Wednesday, January 8, 2014

Post-Gay

Since the dominoes are falling or the jenga brick has been removed or satan has arrived on earth to damn us all or whatever and gay marriage (that is marriage between two people of the same sex, whose sexual activities are bizarre foreign and probably disgusting to all right-thinking heterosexuals) is becoming legalized and all kinds of movements are insisting on the right of homosexuals to live as though they’re actual citizens and junk, let’s talk about the post-gay world we’re approaching. Once we’ve achieved every major ticket item on the HRC’s list what’s going to happen?
Let’s start with what “post-gay” is. In other intersections of oppression there’s a general understanding that after some gains have been achieved and the movements subside, we as people tend to re-assert a worldview that assumes that we’re beyond those movements. An example: post-feminism. Children of the late seventies and beyond were generationally removed from the struggles of feminism, and as such all of the challenges and victories were firmly placed in the past. Certainly previous feminist rhetorics didn’t have much relevance to their lives, as the decimation of the economy all but guaranteed that every household that wanted to succeed had to succeed as a two-wage household. So feminism was a thing that already happened and was over and women were cool now. Any problems that women still faced were probably due to individual choices in their lives.
Another post: post-racism. There’s a strong understanding that racism is not only placed firmly in the To Kill a Mockingbird past, but that racism that happens today is due to isolated incidents created by individuals rather than a system that actively devalues nonwhites. Thus people who argue against racism or those nonwhites who point out deep systemic problems in our society are seen at best as whiners, subversive “reverse racist” demagogues at worst.
Post-gay is going to play out similarly. The broad assumption across society is that well by gum gays can marry now and there’s some laws against discrimination in place so by George the queers have made it. Queer radicals will be further marginalized and gay rights organizations will become persnickety and superfluous. Individuals who comment that there are basically little more than token gays in media will be dismissed as unrealistic political correctness police. Not just by heterosexuals. By other gays. Eventually we’re going to run into phrases like “I’m gay, but I’m not one of those gays.” Assaults on gays will be chalked up to “well maybe they shouldn’t have been so flamboyant in front of those dudes.” Bisexuality will be totally erased.  
Sounds familiar, right? Elements of all of these things exist even today, but the problem in a post-gay world will only be more and more severe, where all of these things will come together and become the overarching norm of gay life rather than disparate issues varyingly expressed. We will come to a clear and well-defined hierarchal organization of homosexual behavior where now we only have bits and pieces of attitudes by a handful of sex columnists.
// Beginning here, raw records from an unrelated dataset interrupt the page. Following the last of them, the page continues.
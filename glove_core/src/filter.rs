//! Fixed-point signal conditioning and flexion detection.
//!
//! Every sensor input (14 potentiometers and 5 motor-current channels)
//! runs through a single-pole exponential moving average held in
//! fixed point: the stored value is the 10-bit raw reading left-shifted
//! by [`FILTER_SHIFT`], and each update folds in the new sample with
//! weight `1/2^FILTER_SHIFT`. All arithmetic is integer; the update is
//! computed in `i32` so a negative delta shifts arithmetically.

use glove_traits::{Finger, MOTOR_COUNT, MotorChannel, POT_COUNT, Potentiometer};

/// Fixed-point shift of the stored filter state; the smoothing weight
/// is `1/2^FILTER_SHIFT` per sample.
pub const FILTER_SHIFT: u32 = 3;

/// Largest raw reading the 10-bit converter can produce.
pub const ADC_MAX: u16 = 0x03FF;

/// Per-finger flexion direction derived from two successive snapshots.
#[derive(Debug, Clone, Copy, PartialEq, Eq)]
pub enum FlexionTrend {
    /// At least one joint reading decreased (finger curling).
    MoreFlexed,
    /// No decrease, at least one increase (finger extending).
    LessFlexed,
    /// No joint moved at display resolution.
    Steady,
}

impl FlexionTrend {
    /// Sign convention used on the wire: +1 curl, -1 extend.
    pub fn sign(self) -> i8 {
        match self {
            Self::MoreFlexed => 1,
            Self::LessFlexed => -1,
            Self::Steady => 0,
        }
    }
}

/// Copy of all potentiometer filter states at one loop iteration,
/// taken before the iteration's updates so it can serve as "previous".
#[derive(Debug, Clone, Copy, PartialEq, Eq)]
pub struct PotSnapshot {
    values: [u16; POT_COUNT],
}

impl PotSnapshot {
    /// Filtered value at raw (display) resolution.
    #[inline]
    pub fn value(&self, channel: Potentiometer) -> u16 {
        self.values[channel.index()] >> FILTER_SHIFT
    }
}

/// Filter state for every sensor input. Zeroed at startup and never
/// reset afterwards; the control loop waits out a stabilization window
/// before acting on the values.
#[derive(Debug, Clone)]
pub struct SignalFilter {
    pots: [u16; POT_COUNT],
    currents: [u16; MOTOR_COUNT],
}

impl Default for SignalFilter {
    fn default() -> Self {
        Self::new()
    }
}

impl SignalFilter {
    pub fn new() -> Self {
        Self {
            pots: [0; POT_COUNT],
            currents: [0; MOTOR_COUNT],
        }
    }

    /// One EMA step: `filtered += (raw_shifted - filtered) >> K`.
    ///
    /// Raw input is clamped to 10 bits at this boundary, which bounds
    /// the state to `ADC_MAX << K` and makes the u16 narrowing cast
    /// lossless.
    fn smooth(filtered: u16, raw: u16) -> u16 {
        let shifted = i32::from(raw.min(ADC_MAX)) << FILTER_SHIFT;
        let prev = i32::from(filtered);
        (prev + ((shifted - prev) >> FILTER_SHIFT)) as u16
    }

    pub fn update_pot(&mut self, channel: Potentiometer, raw: u16) {
        let slot = &mut self.pots[channel.index()];
        *slot = Self::smooth(*slot, raw);
    }

    pub fn update_motor_current(&mut self, channel: MotorChannel, raw: u16) {
        let slot = &mut self.currents[channel.index()];
        *slot = Self::smooth(*slot, raw);
    }

    /// Filtered potentiometer value, shifted back to raw resolution.
    pub fn pot(&self, channel: Potentiometer) -> u16 {
        self.pots[channel.index()] >> FILTER_SHIFT
    }

    /// Filtered motor-current value at raw resolution.
    pub fn motor_current(&self, channel: MotorChannel) -> u16 {
        self.currents[channel.index()] >> FILTER_SHIFT
    }

    pub fn snapshot(&self) -> PotSnapshot {
        PotSnapshot { values: self.pots }
    }
}

/// Three-point-majority flexion direction for one finger.
///
/// Precedence is asymmetric on purpose: a decrease on any joint wins
/// over a simultaneous increase on another, so mixed movement always
/// reads as `MoreFlexed`. This materially affects actuation direction;
/// DESIGN.md records it as a carried contract.
pub fn flexion(current: &PotSnapshot, previous: &PotSnapshot, finger: Finger) -> FlexionTrend {
    let joints = finger.joints();
    if joints.iter().any(|&j| current.value(j) < previous.value(j)) {
        FlexionTrend::MoreFlexed
    } else if joints.iter().any(|&j| current.value(j) > previous.value(j)) {
        FlexionTrend::LessFlexed
    } else {
        FlexionTrend::Steady
    }
}

#[cfg(test)]
mod tests {
    use super::*;

    fn snapshot_with(values: &[(Potentiometer, u16)]) -> PotSnapshot {
        let mut filter = SignalFilter::new();
        for &(ch, v) in values {
            // Drive the channel to an exact fixed-point value.
            filter.pots[ch.index()] = v << FILTER_SHIFT;
        }
        filter.snapshot()
    }

    #[test]
    fn constant_input_converges_without_overshoot() {
        let mut filter = SignalFilter::new();
        let raw = 600u16;
        let target = i32::from(raw) << FILTER_SHIFT;
        let mut prev = 0i32;
        for _ in 0..200 {
            filter.update_pot(Potentiometer::Index1, raw);
            let now = i32::from(filter.pots[Potentiometer::Index1.index()]);
            assert!(now >= prev, "must approach monotonically");
            assert!(now <= target, "must never overshoot the target");
            prev = now;
        }
        // Rising updates quantize: the state parks within one step
        // (2^K - 1 counts) below the target and stays there.
        assert!(target - prev < 1 << FILTER_SHIFT);
        let settled = filter.pots[Potentiometer::Index1.index()];
        filter.update_pot(Potentiometer::Index1, raw);
        assert_eq!(filter.pots[Potentiometer::Index1.index()], settled);
        assert!(filter.pot(Potentiometer::Index1) >= raw - 1);
    }

    #[test]
    fn convergence_from_above_is_monotone_too() {
        let mut filter = SignalFilter::new();
        for _ in 0..200 {
            filter.update_pot(Potentiometer::Ring2, 900);
        }
        let mut prev = i32::from(filter.pots[Potentiometer::Ring2.index()]);
        for _ in 0..200 {
            filter.update_pot(Potentiometer::Ring2, 100);
            let now = i32::from(filter.pots[Potentiometer::Ring2.index()]);
            assert!(now <= prev);
            assert!(now >= 100 << FILTER_SHIFT);
            prev = now;
        }
        assert_eq!(filter.pot(Potentiometer::Ring2), 100);
    }

    #[test]
    fn raw_input_is_clamped_to_ten_bits() {
        let mut filter = SignalFilter::new();
        for _ in 0..200 {
            filter.update_pot(Potentiometer::Thumb1, u16::MAX);
        }
        let settled = filter.pot(Potentiometer::Thumb1);
        assert!(settled <= ADC_MAX);
        assert!(settled >= ADC_MAX - 1);
    }

    #[test]
    fn any_decrease_reads_more_flexed() {
        let prev = snapshot_with(&[(Potentiometer::Index1, 500)]);
        let cur = snapshot_with(&[(Potentiometer::Index1, 480)]);
        assert_eq!(flexion(&cur, &prev, Finger::Index), FlexionTrend::MoreFlexed);
    }

    #[test]
    fn any_increase_without_decrease_reads_less_flexed() {
        let prev = snapshot_with(&[(Potentiometer::Middle3, 300)]);
        let cur = snapshot_with(&[(Potentiometer::Middle3, 350)]);
        assert_eq!(flexion(&cur, &prev, Finger::Middle), FlexionTrend::LessFlexed);
    }

    #[test]
    fn unchanged_joints_read_steady() {
        let prev = snapshot_with(&[(Potentiometer::Pinky1, 512)]);
        let cur = prev;
        assert_eq!(flexion(&cur, &prev, Finger::Pinky), FlexionTrend::Steady);
    }

    #[test]
    fn decrease_takes_precedence_over_increase() {
        // Ring1 drops while Ring3 rises: the decrease wins.
        let prev = snapshot_with(&[(Potentiometer::Ring1, 500), (Potentiometer::Ring3, 500)]);
        let cur = snapshot_with(&[(Potentiometer::Ring1, 450), (Potentiometer::Ring3, 550)]);
        assert_eq!(flexion(&cur, &prev, Finger::Ring), FlexionTrend::MoreFlexed);
    }

    #[test]
    fn sub_resolution_filter_motion_is_steady() {
        // One raw EMA step from equilibrium moves the fixed-point state
        // but not the display-resolution value.
        let mut filter = SignalFilter::new();
        for _ in 0..200 {
            filter.update_pot(Potentiometer::Thumb1, 512);
            filter.update_pot(Potentiometer::Thumb2, 512);
        }
        let prev = filter.snapshot();
        filter.update_pot(Potentiometer::Thumb1, 513);
        let cur = filter.snapshot();
        assert_eq!(flexion(&cur, &prev, Finger::Thumb), FlexionTrend::Steady);
    }
}
//! Session execution: hardware assembly, host-side wiring and the
//! operator-facing summary.

use std::sync::Arc;
use std::sync::atomic::{AtomicBool, Ordering};
use std::time::{Duration, Instant};

use crossbeam_channel as xch;
use eyre::{Result, WrapErr, bail};
use tracing::{error, info};

use glove_core::protocol::{OP_SET_RESISTANCE, OP_START, OP_STOP};
use glove_core::{GloveCore, ResistanceLevel, TelemetryDecoder, TelemetryFrame, TimingCfg};
use glove_hardware::wire::{SerialWire, TickTimer};
use glove_hardware::{SimulatedAdc, SimulatedMotorDriver};

use crate::cli::JSON_MODE;

fn sim_adc(cfg: &glove_config::Config, timing: &TimingCfg) -> SimulatedAdc {
    // One wave step per control cycle; convert the configured period
    // from milliseconds to cycles.
    let period = (cfg.sim.flex_period_ms * u64::from(timing.loop_hz) / 1000).max(2);
    SimulatedAdc::new(
        cfg.sim.midpoint,
        cfg.sim.amplitude,
        u32::try_from(period).unwrap_or(u32::MAX),
    )
}

pub fn run_session(
    cfg: &glove_config::Config,
    secs: u64,
    level: Option<u8>,
    stats: bool,
    shutdown: &Arc<AtomicBool>,
) -> Result<()> {
    let requested = level.unwrap_or(cfg.session.default_level);
    let level = ResistanceLevel::try_from(requested)
        .map_err(|v| eyre::eyre!("resistance level {v} out of range (1..=5)"))?;

    let timing = TimingCfg::from(&cfg.timing);
    let driver = SimulatedMotorDriver::new();
    let view = driver.view();
    let mut core = GloveCore::builder()
        .with_adc(sim_adc(cfg, &timing))
        .with_motors(driver)
        .with_timing(timing)
        .build()
        .wrap_err("failed to assemble control core")?;

    let (to_host, host_rx) = xch::unbounded();
    let (host_tx, from_host) = xch::unbounded();
    let _wire = SerialWire::spawn(
        core.transport(),
        to_host,
        from_host,
        Duration::from_micros(500),
    );
    let _timer = TickTimer::spawn(core.tick_handle(), timing.tick_hz);

    info!(level = level.as_u8(), duty = level.duty(), secs, "starting session");
    for byte in [OP_SET_RESISTANCE, level.as_u8(), OP_START] {
        host_tx
            .send(byte)
            .wrap_err("serial wire went away before the session started")?;
    }

    let started = Instant::now();
    let deadline = started + Duration::from_secs(secs);
    let mut decoder = TelemetryDecoder::new();
    let mut readings: u64 = 0;
    let mut faulted = None;
    let mut last_stat = started;

    while !shutdown.load(Ordering::Acquire) && Instant::now() < deadline {
        core.step()?;
        while let Ok(byte) = host_rx.try_recv() {
            match decoder.push(byte) {
                Some(TelemetryFrame::Reading { .. }) => readings += 1,
                Some(TelemetryFrame::MotorFault(motor)) => {
                    error!(motor = motor.index(), "device reported a motor fault");
                    faulted = Some(motor);
                }
                None => {}
            }
        }
        if faulted.is_some() {
            break;
        }
        if stats && last_stat.elapsed() >= Duration::from_secs(1) {
            info!(readings, "telemetry so far");
            last_stat = Instant::now();
        }
    }

    // Stop the exercise and let the device process it.
    let _ = host_tx.send(OP_STOP);
    core.step()?;
    shutdown.store(true, Ordering::Release);

    let elapsed = started.elapsed();
    if *JSON_MODE.get().unwrap_or(&false) {
        let summary = serde_json::json!({
            "event": "session_summary",
            "level": level.as_u8(),
            "elapsed_ms": elapsed.as_millis() as u64,
            "readings": readings,
            "fault": faulted.map(|m| m.index()),
            "motors_enabled": view.enabled(),
        });
        println!("{summary}");
    } else {
        println!(
            "session complete: level {} | {} telemetry readings in {:.1}s",
            level.as_u8(),
            readings,
            elapsed.as_secs_f32()
        );
    }
    if let Some(motor) = faulted {
        bail!("session aborted by motor fault on channel {}", motor.index());
    }
    Ok(())
}

/// Assemble the simulated stack and run a handful of cycles.
pub fn self_check(cfg: &glove_config::Config) -> Result<()> {
    let timing = TimingCfg::from(&cfg.timing);
    let driver = SimulatedMotorDriver::new();
    let view = driver.view();
    let mut core = GloveCore::builder()
        .with_adc(sim_adc(cfg, &timing))
        .with_motors(driver)
        .with_timing(TimingCfg {
            stabilize_iters: 0,
            ..timing
        })
        .build()
        .wrap_err("failed to assemble control core")?;

    for _ in 0..5 {
        core.step()?;
    }
    if !view.enabled() {
        bail!("driver stage did not enable");
    }
    info!("self-check passed");
    println!("ok");
    Ok(())
}
//! Interrupt-driven full-duplex serial transport.
//!
//! Two independent byte pipes, each backed by one [`RingQueue`]: the
//! control loop enqueues into the send queue and drains the receive
//! queue; the platform layer invokes [`SerialTransport::on_tx_ready`]
//! whenever the output register is empty and [`SerialTransport::on_rx`]
//! for every arriving byte. On the device those entry points are the
//! transmit-ready and receive-complete interrupt service routines; in
//! the simulation they are called from the wire thread.
//!
//! The transmit interrupt is edge-enabled: `send` arms it, and the
//! handler disarms it the moment the send queue drains, so an idle link
//! never busy-storms the handler.

use std::sync::Arc;
use std::sync::atomic::{AtomicBool, Ordering};

use crate::ring::{RingQueue, SERIAL_QUEUE_CAPACITY};
use crate::sync::IrqCell;

/// Cloneable handle to one logical serial channel. Clones share the
/// same queues, so the control loop and the handler context each hold
/// their own handle.
#[derive(Clone)]
pub struct SerialTransport {
    tx: IrqCell<RingQueue<SERIAL_QUEUE_CAPACITY>>,
    rx: IrqCell<RingQueue<SERIAL_QUEUE_CAPACITY>>,
    tx_armed: Arc<AtomicBool>,
}

impl Default for SerialTransport {
    fn default() -> Self {
        Self::new()
    }
}

impl SerialTransport {
    pub fn new() -> Self {
        Self {
            tx: IrqCell::new(RingQueue::new()),
            rx: IrqCell::new(RingQueue::new()),
            tx_armed: Arc::new(AtomicBool::new(false)),
        }
    }

    /// Enqueue bytes for transmission and arm the transmit-ready
    /// notification. Always succeeds; under sustained backpressure the
    /// oldest unsent bytes are silently overwritten (ring contract).
    pub fn send(&self, bytes: &[u8]) {
        self.tx.with(|q| q.write(bytes));
        self.tx_armed.store(true, Ordering::Release);
    }

    /// NUL-terminated text overload of [`send`](Self::send), used for
    /// human-readable diagnostics.
    pub fn send_str(&self, msg: &str) {
        self.tx.with(|q| q.write_str(msg));
        self.tx_armed.store(true, Ordering::Release);
    }

    /// Non-blocking drain of up to `out.len()` received bytes; returns
    /// the actual count, 0 when nothing is pending.
    pub fn recv(&self, out: &mut [u8]) -> usize {
        self.rx.with(|q| q.read(out))
    }

    /// Whether the platform layer should keep delivering
    /// transmit-ready notifications.
    pub fn tx_armed(&self) -> bool {
        self.tx_armed.load(Ordering::Acquire)
    }

    /// Transmit-ready handler entry point: pop the next byte for the
    /// output register. Disarms itself when the queue drains so the
    /// notification source can be switched off. Bounded: one queue
    /// operation.
    pub fn on_tx_ready(&self) -> Option<u8> {
        self.tx.with(|q| {
            let mut byte = [0u8; 1];
            let n = q.read(&mut byte);
            if q.is_empty() {
                self.tx_armed.store(false, Ordering::Release);
            }
            (n == 1).then_some(byte[0])
        })
    }

    /// Receive-complete handler entry point: unconditionally enqueue
    /// the incoming byte (lossy when the receive queue is full).
    /// Bounded: one queue operation.
    pub fn on_rx(&self, byte: u8) {
        self.rx.with(|q| q.write(&[byte]));
    }
}

#[cfg(test)]
mod tests {
    use super::*;

    #[test]
    fn rx_handler_bytes_arrive_in_order() {
        let t = SerialTransport::new();
        for b in [0x81, 0x02, 0x00, 0x2A] {
            t.on_rx(b);
        }
        let mut out = [0u8; 64];
        let n = t.recv(&mut out);
        assert_eq!(&out[..n], &[0x81, 0x02, 0x00, 0x2A]);
    }

    #[test]
    fn send_arms_and_drain_disarms() {
        let t = SerialTransport::new();
        assert!(!t.tx_armed());
        t.send(&[1, 2]);
        assert!(t.tx_armed());
        assert_eq!(t.on_tx_ready(), Some(1));
        assert!(t.tx_armed());
        assert_eq!(t.on_tx_ready(), Some(2));
        assert!(!t.tx_armed());
        assert_eq!(t.on_tx_ready(), None);
    }

    #[test]
    fn send_str_stops_at_nul() {
        let t = SerialTransport::new();
        t.send_str("hi\0junk");
        let mut wire = Vec::new();
        while let Some(b) = t.on_tx_ready() {
            wire.push(b);
        }
        assert_eq!(wire, b"hi");
    }

    #[test]
    fn clones_are_the_same_channel() {
        let main = SerialTransport::new();
        let handler = main.clone();
        main.send(&[7]);
        assert_eq!(handler.on_tx_ready(), Some(7));
    }
}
The classes of queer, bi-curious, heteroflexible, metrosexual, questioning, mostly straight/mostly gay, or any other way people define the middle spaces between pure homosexuality and pure heterosexuality will coalesce into a single “mulatto” definition that is interpreted in the direction most convenient for the interpreter’s biases. “Straight-acting” will become not just a weird internal insult but an actual threat.
Shit man, maybe we are actually here already.